:: TASK REQUIREMENTS ::
If a line in the data has the string "CourseLanding", please show it.
+++ DATA
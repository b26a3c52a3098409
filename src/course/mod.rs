pub mod block;
pub mod ingest;
pub mod types;

pub use block::BlockKind;
pub use ingest::ingest;
pub use types::{ContentBlock, CourseData, CourseLanding};
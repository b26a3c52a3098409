use serde::Serialize;

use crate::course::types::{CourseData, CourseLanding, LandingStarterQuiz};

use super::{opt_list, opt_text, text};

#[derive(Debug, Clone, Serialize, PartialEq)]
pub struct SectionView {
    pub number: usize,
    pub titulo: String,
    pub texto: Option<String>,
    pub bullets: Vec<String>,
    pub ejemplo: Option<String>,
    pub quiz_pregunta: Option<String>,
    pub quiz_respuesta: Option<String>,
}

#[derive(Debug, Clone, Serialize, PartialEq)]
pub struct MinimalView {
    pub titulo_curso: String,
    pub intro: Option<String>,
    pub secciones: Vec<SectionView>,
    pub resumen: Option<String>,
}

pub fn resolve_minimal(course: &CourseData) -> MinimalView {
    MinimalView {
        titulo_curso: course.titulo_curso.clone(),
        intro: opt_text(course.intro.as_deref()),
        secciones: course
            .secciones
            .iter()
            .flatten()
            .enumerate()
            .map(|(i, s)| SectionView {
                number: i + 1,
                titulo: text(s.titulo.as_deref(), &format!("Sección {}", i + 1)),
                texto: opt_text(s.texto.as_deref()),
                bullets: opt_list(s.bullets.as_deref()),
                ejemplo: opt_text(s.ejemplo.as_deref()),
                quiz_pregunta: opt_text(s.quiz_pregunta.as_deref()),
                quiz_respuesta: opt_text(s.quiz_respuesta.as_deref()),
            })
            .collect(),
        resumen: opt_text(course.resumen.as_deref()),
    }
}

#[derive(Debug, Clone, Serialize, PartialEq)]
pub struct TitledItem {
    pub titulo: String,
    pub descripcion: String,
}

#[derive(Debug, Clone, Serialize, PartialEq)]
pub struct ApplicationView {
    pub campo: String,
    pub rol: String,
    pub descripcion: String,
}

#[derive(Debug, Clone, Serialize, PartialEq)]
pub struct ModuleView {
    pub number: usize,
    pub titulo: String,
    pub temas: Vec<String>,
}

#[derive(Debug, Clone, Serialize, PartialEq)]
pub struct QuizOption {
    pub texto: String,
    pub correcta: bool,
}

#[derive(Debug, Clone, Serialize, PartialEq)]
pub struct QuizView {
    pub titulo: String,
    pub pregunta: String,
    pub opciones: Vec<QuizOption>,
    pub explicacion: Option<String>,
}

#[derive(Debug, Clone, Serialize, PartialEq)]
pub struct Group<T> {
    pub titulo: String,
    pub descripcion: String,
    pub items: Vec<T>,
}

/// Legacy landing sections. Each is `None` when the course leaves it out,
/// so the page simply skips it.
#[derive(Debug, Clone, Default, Serialize, PartialEq)]
pub struct PremiumSections {
    pub idea_central: Option<TitledItem>,
    pub pillars: Option<Group<TitledItem>>,
    pub learning_outcomes: Option<Group<String>>,
    pub applications: Option<Group<ApplicationView>>,
    pub syllabus: Option<Group<ModuleView>>,
    pub starter_quiz: Option<QuizView>,
}

pub fn resolve_premium(landing: Option<&CourseLanding>) -> PremiumSections {
    let Some(landing) = landing else {
        return PremiumSections::default();
    };

    PremiumSections {
        idea_central: landing.idea_central.as_ref().map(|idea| TitledItem {
            titulo: text(idea.concepto.as_deref(), "Idea central"),
            descripcion: idea.frase_clave.clone().unwrap_or_default(),
        }),
        pillars: landing.pillars.as_ref().map(|p| Group {
            titulo: text(p.titulo.as_deref(), "Pilares del curso"),
            descripcion: p.descripcion.clone().unwrap_or_default(),
            items: p
                .pilares
                .iter()
                .flatten()
                .map(|pilar| TitledItem {
                    titulo: pilar.titulo.clone().unwrap_or_default(),
                    descripcion: pilar.descripcion.clone().unwrap_or_default(),
                })
                .collect(),
        }),
        learning_outcomes: landing.learning_outcomes.as_ref().map(|lo| Group {
            titulo: text(lo.titulo.as_deref(), "Lo que aprenderás"),
            descripcion: String::new(),
            items: opt_list(lo.bullets.as_deref()),
        }),
        applications: landing.applications.as_ref().map(|a| Group {
            titulo: text(a.titulo.as_deref(), "Aplicaciones profesionales"),
            descripcion: a.descripcion.clone().unwrap_or_default(),
            items: a
                .items
                .iter()
                .flatten()
                .map(|item| ApplicationView {
                    campo: item.campo.clone().unwrap_or_default(),
                    rol: item.rol.clone().unwrap_or_default(),
                    descripcion: item.descripcion.clone().unwrap_or_default(),
                })
                .collect(),
        }),
        syllabus: landing.syllabus.as_ref().map(|s| Group {
            titulo: text(s.titulo.as_deref(), "Temario"),
            descripcion: s.descripcion.clone().unwrap_or_default(),
            items: s
                .unidades
                .iter()
                .flatten()
                .enumerate()
                .map(|(i, u)| ModuleView {
                    number: i + 1,
                    titulo: text(u.titulo.as_deref(), &format!("Unidad {}", i + 1)),
                    temas: opt_list(u.temas.as_deref()),
                })
                .collect(),
        }),
        starter_quiz: landing.starter_quiz.as_ref().map(quiz),
    }
}

fn quiz(q: &LandingStarterQuiz) -> QuizView {
    QuizView {
        titulo: text(q.titulo.as_deref(), "Quiz de inicio"),
        pregunta: q.pregunta.clone().unwrap_or_default(),
        opciones: q
            .opciones
            .iter()
            .flatten()
            .enumerate()
            .map(|(i, o)| QuizOption {
                texto: o.clone(),
                correcta: q.respuesta_correcta == Some(i),
            })
            .collect(),
        explicacion: opt_text(q.explicacion.as_deref()),
    }
}

#[derive(Debug, Clone, Serialize, PartialEq)]
pub struct ClosingView {
    pub mensaje: String,
    pub call_to_action: String,
}

pub fn resolve_closing(course: &CourseData) -> Option<ClosingView> {
    let closing = course.closing()?;
    Some(ClosingView {
        mensaje: text(
            closing.mensaje.as_deref(),
            "Has llegado al final del recorrido. Repasa los bloques cuando lo necesites.",
        ),
        call_to_action: text(closing.call_to_action.as_deref(), "Volver al inicio"),
    })
}

#[derive(Debug, Clone, Serialize, PartialEq)]
pub struct ProgressView {
    pub total: usize,
    pub completed: usize,
    pub percent: usize,
    pub intro: Option<String>,
}

pub fn resolve_progress(course: &CourseData) -> ProgressView {
    let total = course.content_blocks().len().max(1);
    let completed = 0;
    ProgressView {
        total,
        completed,
        percent: completed * 100 / total,
        intro: opt_text(course.intro.as_deref()),
    }
}
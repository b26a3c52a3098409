//! Turns a course JSON document into a standalone interactive landing page.
//!
//! The pipeline is `ingest` (parse and shape check) → per-block resolution of
//! display defaults → tera rendering with one of several page designs.

pub mod cli;
pub mod course;
pub mod error;
pub mod logging;
pub mod render;
pub mod resolve;
pub mod settings;
pub mod util;
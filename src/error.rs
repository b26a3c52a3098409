use thiserror::Error;

#[derive(Debug, Clone, Copy, PartialEq, Eq)]
pub enum IngestErrorKind {
    Syntax,
    Shape,
}

/// Rejection of a submitted course document. Either variant leaves the
/// previously rendered preview in place.
#[derive(Debug, Clone, PartialEq, Eq, Error)]
pub enum IngestError {
    #[error("invalid JSON syntax: {0}")]
    Syntax(String),
    #[error("unexpected JSON shape: {0}")]
    Shape(String),
}

impl IngestError {
    pub fn kind(&self) -> IngestErrorKind {
        match self {
            Self::Syntax(_) => IngestErrorKind::Syntax,
            Self::Shape(_) => IngestErrorKind::Shape,
        }
    }
}

#[derive(Debug, Error)]
pub enum RenderError {
    #[error("template '{name}' failed: {source}")]
    Template {
        name: String,
        #[source]
        source: tera::Error,
    },
    #[error("unable to serialize view: {0}")]
    Serialize(#[from] serde_json::Error),
    #[error("{0}")]
    Io(String),
}

impl RenderError {
    pub fn template(name: &str, source: tera::Error) -> Self {
        Self::Template {
            name: name.to_string(),
            source,
        }
    }
}

#[derive(Debug, Error)]
pub enum CliError {
    #[error(transparent)]
    Ingest(#[from] IngestError),
    #[error(transparent)]
    Render(#[from] RenderError),
    #[error("{0}")]
    Io(String),
    #[error("invalid settings: {0}")]
    Settings(String),
}

pub struct ExitCode;

impl ExitCode {
    pub const SUCCESS: i32 = 0;
    pub const ERROR: i32 = 1;
    pub const INVALID_INPUT: i32 = 2;
    pub const RENDER_FAILED: i32 = 3;
}

impl CliError {
    pub const fn exit_code(&self) -> i32 {
        match self {
            Self::Ingest(_) => ExitCode::INVALID_INPUT,
            Self::Render(_) => ExitCode::RENDER_FAILED,
            Self::Io(_) | Self::Settings(_) => ExitCode::ERROR,
        }
    }
}
use std::path::{Path, PathBuf};

use tracing::info;

use crate::cli::args::RenderArgs;
use crate::error::CliError;
use crate::render::helpers::{page_path, write_string};
use crate::render::preview::CourseBuilder;
use crate::render::provenance::{write_provenance, Provenance};
use crate::render::templates::{select_template, TemplateId};
use crate::settings::Settings;

use super::read_input;

/// Where a rendered page ended up.
#[derive(Debug, Clone, PartialEq, Eq)]
pub struct RenderOutput {
    pub html: String,
    pub page: Option<PathBuf>,
    pub provenance: Option<PathBuf>,
}

pub fn run(args: &RenderArgs, settings: &Settings) -> Result<(), CliError> {
    let raw = read_input(&args.input)?;
    let template = match args.template.as_deref() {
        Some(id) => select_template(id),
        None => settings.template(),
    };
    let output = render_document(
        &raw,
        template,
        args.out.as_deref(),
        settings,
        settings.write_provenance && !args.no_provenance,
    )?;
    match output.page {
        Some(page) => println!("{}", page.display()),
        None => print!("{}", output.html),
    }
    Ok(())
}

/// Ingests `raw`, renders it with `template` and writes the page when a
/// target is known. Without a target the HTML is only returned.
pub fn render_document(
    raw: &str,
    template: TemplateId,
    out: Option<&Path>,
    settings: &Settings,
    with_provenance: bool,
) -> Result<RenderOutput, CliError> {
    let mut builder = CourseBuilder::new(template)?;
    let course = builder.submit(raw)?.clone();
    let html = builder.render()?;

    let Some(page) = output_target(out, settings, &course.titulo_curso) else {
        return Ok(RenderOutput {
            html,
            page: None,
            provenance: None,
        });
    };

    write_string(&page, &html).map_err(CliError::Io)?;
    info!(page = %page.display(), template = template.as_str(), "page written");

    let provenance = if with_provenance {
        let record = Provenance::new(raw, &course, template);
        Some(write_provenance(&page, &record)?)
    } else {
        None
    };

    Ok(RenderOutput {
        html,
        page: Some(page),
        provenance,
    })
}

/// An existing directory gets a file named after the course; any other path
/// is used as given. Without `--out` the settings' output directory applies.
fn output_target(out: Option<&Path>, settings: &Settings, titulo_curso: &str) -> Option<PathBuf> {
    match out {
        Some(path) if path.is_dir() => Some(page_path(path, titulo_curso)),
        Some(path) => Some(path.to_path_buf()),
        None => settings
            .output_dir()
            .map(|dir| page_path(&dir, titulo_curso)),
    }
}

#[cfg(test)]
mod tests {
    use super::*;
    use crate::error::ExitCode;
    use uuid::Uuid;

    const COURSE: &str = r#"{"tituloCurso":"Bases de Datos","intro":"Hola","secciones":[]}"#;

    #[test]
    fn without_target_only_returns_html() {
        let output = render_document(COURSE, TemplateId::Minimal, None, &Settings::default(), true)
            .expect("render");
        assert!(output.html.contains("Bases de Datos"));
        assert_eq!(output.page, None);
        assert_eq!(output.provenance, None);
    }

    #[test]
    fn directory_target_uses_course_slug() {
        let dir = std::env::temp_dir().join(format!("render-cmd-test-{}", Uuid::new_v4()));
        std::fs::create_dir_all(&dir).expect("dir");
        let output = render_document(COURSE, TemplateId::Minimal, Some(&dir), &Settings::default(), true)
            .expect("render");
        assert_eq!(output.page, Some(dir.join("bases-de-datos.html")));
        assert_eq!(output.provenance, Some(dir.join("bases-de-datos.html.provenance.json")));
        let _ = std::fs::remove_dir_all(dir);
    }

    #[test]
    fn settings_output_dir_applies_without_flag() {
        let dir = std::env::temp_dir().join(format!("render-cmd-test-{}", Uuid::new_v4()));
        let settings = Settings {
            output_dir: Some(dir.to_string_lossy().to_string()),
            write_provenance: false,
            ..Settings::default()
        };
        let output = render_document(COURSE, TemplateId::DatabaseCourse, None, &settings, false)
            .expect("render");
        let page = output.page.expect("page");
        assert!(page.starts_with(&dir));
        assert!(page.exists());
        assert_eq!(output.provenance, None);
        let _ = std::fs::remove_dir_all(dir);
    }

    #[test]
    fn invalid_input_maps_to_input_exit_code() {
        let err = render_document("{", TemplateId::DEFAULT, None, &Settings::default(), true)
            .expect_err("syntax");
        assert_eq!(err.exit_code(), ExitCode::INVALID_INPUT);
    }
}
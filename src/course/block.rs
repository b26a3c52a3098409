use serde::{Deserialize, Serialize};
use std::fmt;

/// The `tipo` discriminator of a content block. Unknown tags are kept
/// verbatim so the fallback renderer can still label them.
#[derive(Debug, Clone, PartialEq, Eq, Hash, Serialize, Deserialize)]
#[serde(from = "Option<String>", into = "String")]
pub enum BlockKind {
    Introduction,
    EntityRelationship,
    SqlBasics,
    Normalization,
    DatabaseTypes,
    Transactions,
    Conceptos,
    Producto,
    Segmentacion,
    Other(String),
}

impl BlockKind {
    pub const KNOWN: &'static [BlockKind] = &[
        BlockKind::Introduction,
        BlockKind::EntityRelationship,
        BlockKind::SqlBasics,
        BlockKind::Normalization,
        BlockKind::DatabaseTypes,
        BlockKind::Transactions,
        BlockKind::Conceptos,
        BlockKind::Producto,
        BlockKind::Segmentacion,
    ];

    pub fn parse(tag: &str) -> Self {
        match tag.trim() {
            "introduction" => Self::Introduction,
            "entityRelationship" => Self::EntityRelationship,
            "sqlBasics" => Self::SqlBasics,
            "normalization" => Self::Normalization,
            "databaseTypes" => Self::DatabaseTypes,
            "transactions" => Self::Transactions,
            "conceptos" => Self::Conceptos,
            "producto" => Self::Producto,
            "segmentacion" => Self::Segmentacion,
            _ => Self::Other(tag.to_string()),
        }
    }

    pub fn as_str(&self) -> &str {
        match self {
            Self::Introduction => "introduction",
            Self::EntityRelationship => "entityRelationship",
            Self::SqlBasics => "sqlBasics",
            Self::Normalization => "normalization",
            Self::DatabaseTypes => "databaseTypes",
            Self::Transactions => "transactions",
            Self::Conceptos => "conceptos",
            Self::Producto => "producto",
            Self::Segmentacion => "segmentacion",
            Self::Other(tag) => tag.as_str(),
        }
    }

    pub fn is_known(&self) -> bool {
        !matches!(self, Self::Other(_))
    }
}

impl Default for BlockKind {
    fn default() -> Self {
        Self::Other(String::new())
    }
}

impl From<String> for BlockKind {
    fn from(value: String) -> Self {
        Self::parse(&value)
    }
}

impl From<Option<String>> for BlockKind {
    fn from(value: Option<String>) -> Self {
        value.map(Self::from).unwrap_or_default()
    }
}

impl From<BlockKind> for String {
    fn from(value: BlockKind) -> Self {
        value.as_str().to_string()
    }
}

impl fmt::Display for BlockKind {
    fn fmt(&self, f: &mut fmt::Formatter<'_>) -> fmt::Result {
        f.write_str(self.as_str())
    }
}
++++++
:: ANSWER SPACE ::
pub use types::{ContentBlock, CourseData, CourseLanding};
use crate::course::types::{CourseData, CourseLanding, LandingStarterQuiz};
pub fn resolve_premium(landing: Option<&CourseLanding>) -> PremiumSections {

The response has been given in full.